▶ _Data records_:

((

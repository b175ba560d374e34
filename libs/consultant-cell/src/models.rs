// libs/consultant-cell/src/models.rs
use chrono::{DateTime, NaiveTime, Utc, Weekday};
use serde::{Deserialize, Serialize};
use std::fmt;
use uuid::Uuid;

// ==============================================================================
// CORE CONSULTANT MODELS
// ==============================================================================

#[derive(Debug, Clone, Serialize, Deserialize)]
pub struct Consultant {
    pub id: Uuid,
    pub full_name: String,
    pub email: String,
    pub contact_number: String,
    pub expertise: String,
    pub workplace: String,
    pub is_verified: bool,
    pub created_at: DateTime<Utc>,
    pub updated_at: DateTime<Utc>,
}

/// A consultant's published availability/rate offer. One active listing
/// per consultant; deactivated listings are kept, never deleted.
#[derive(Debug, Clone, Serialize, Deserialize)]
pub struct MarketListing {
    pub id: Uuid,
    pub consultant_id: Uuid,
    pub expertise: Vec<String>,
    pub profession: String,
    pub available_from: NaiveTime,
    pub available_to: Option<NaiveTime>,
    pub available_days: Vec<String>,
    pub rate_per_hour: u32,
    pub meeting_place: String,
    pub description: Option<String>,
    pub is_active: bool,
    pub created_at: DateTime<Utc>,
    pub updated_at: DateTime<Utc>,
}

impl MarketListing {
    /// The bookable window, present only when both bounds are declared.
    pub fn working_window(&self) -> Option<(NaiveTime, NaiveTime)> {
        self.available_to.map(|to| (self.available_from, to))
    }

    /// Weekday names are matched case-insensitively ("monday" == "Monday").
    pub fn covers_weekday(&self, weekday: Weekday) -> bool {
        let name = weekday_name(weekday);
        self.available_days
            .iter()
            .any(|day| day.eq_ignore_ascii_case(name))
    }
}

pub fn weekday_name(weekday: Weekday) -> &'static str {
    match weekday {
        Weekday::Mon => "Monday",
        Weekday::Tue => "Tuesday",
        Weekday::Wed => "Wednesday",
        Weekday::Thu => "Thursday",
        Weekday::Fri => "Friday",
        Weekday::Sat => "Saturday",
        Weekday::Sun => "Sunday",
    }
}

/// A booked interval on a consultant's calendar, as read back from the
/// appointments table. Only the fields the slot computation needs.
#[derive(Debug, Clone, Deserialize)]
pub struct BookedInterval {
    pub date: chrono::NaiveDate,
    pub time: NaiveTime,
    pub duration_minutes: i32,
    pub status: String,
}

impl BookedInterval {
    pub fn is_active(&self) -> bool {
        matches!(self.status.as_str(), "pending" | "confirmed")
    }
}

// ==============================================================================
// VERIFICATION MODELS
// ==============================================================================

#[derive(Debug, Clone, Serialize, Deserialize)]
pub struct Verification {
    pub id: Uuid,
    pub consultant_id: Uuid,
    pub contact_number: String,
    pub expertise: String,
    pub workplace: String,
    pub qualification: String,
    pub status: VerificationStatus,
    pub created_at: DateTime<Utc>,
    pub reviewed_at: Option<DateTime<Utc>>,
}

#[derive(Debug, Clone, Serialize, Deserialize, PartialEq)]
#[serde(rename_all = "snake_case")]
pub enum VerificationStatus {
    Pending,
    Approved,
    Rejected,
}

impl fmt::Display for VerificationStatus {
    fn fmt(&self, f: &mut fmt::Formatter<'_>) -> fmt::Result {
        match self {
            VerificationStatus::Pending => write!(f, "pending"),
            VerificationStatus::Approved => write!(f, "approved"),
            VerificationStatus::Rejected => write!(f, "rejected"),
        }
    }
}

// ==============================================================================
// REQUEST/RESPONSE MODELS
// ==============================================================================

#[derive(Debug, Clone, Serialize, Deserialize)]
pub struct CreateListingRequest {
    pub expertise: Vec<String>,
    pub profession: String,
    pub available_from: NaiveTime,
    pub available_to: Option<NaiveTime>,
    pub available_days: Vec<String>,
    pub rate_per_hour: u32,
    pub meeting_place: String,
    pub description: Option<String>,
}

#[derive(Debug, Clone, Serialize, Deserialize)]
pub struct UpdateListingRequest {
    pub expertise: Option<Vec<String>>,
    pub profession: Option<String>,
    pub available_from: Option<NaiveTime>,
    pub available_to: Option<NaiveTime>,
    pub available_days: Option<Vec<String>>,
    pub rate_per_hour: Option<u32>,
    pub meeting_place: Option<String>,
    pub description: Option<String>,
}

#[derive(Debug, Clone, Serialize, Deserialize)]
pub struct SubmitVerificationRequest {
    pub contact_number: String,
    pub expertise: String,
    pub workplace: String,
    pub qualification: String,
}

#[derive(Debug, Clone, Serialize, Deserialize)]
pub struct ReviewVerificationRequest {
    pub decision: ReviewDecision,
}

#[derive(Debug, Clone, Serialize, Deserialize, PartialEq)]
#[serde(rename_all = "snake_case")]
pub enum ReviewDecision {
    Approve,
    Reject,
}

// ==============================================================================
// ERROR TYPES
// ==============================================================================

#[derive(Debug, Clone, thiserror::Error)]
pub enum ConsultantError {
    #[error("Consultant not found")]
    NotFound,

    #[error("Consultant has no active listing")]
    ListingNotFound,

    #[error("Consultant is not verified")]
    NotVerified,

    #[error("Consultant already has an active listing")]
    ActiveListingExists,

    #[error("Verification request not found")]
    VerificationNotFound,

    #[error("Verification request has already been reviewed")]
    AlreadyReviewed,

    #[error("A verification request is already pending review")]
    VerificationPending,

    #[error("Validation error: {0}")]
    ValidationError(String),

    #[error("Not authorized to manage this resource")]
    Unauthorized,

    #[error("Database error: {0}")]
    DatabaseError(String),
}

))

▶ _Problem requirements_: In the records above, some lines may contain the word "ReviewDecision"; copy every one of them.

▶ _Written response_:
    pub decision: ReviewDecision,
pub enum ReviewDecision {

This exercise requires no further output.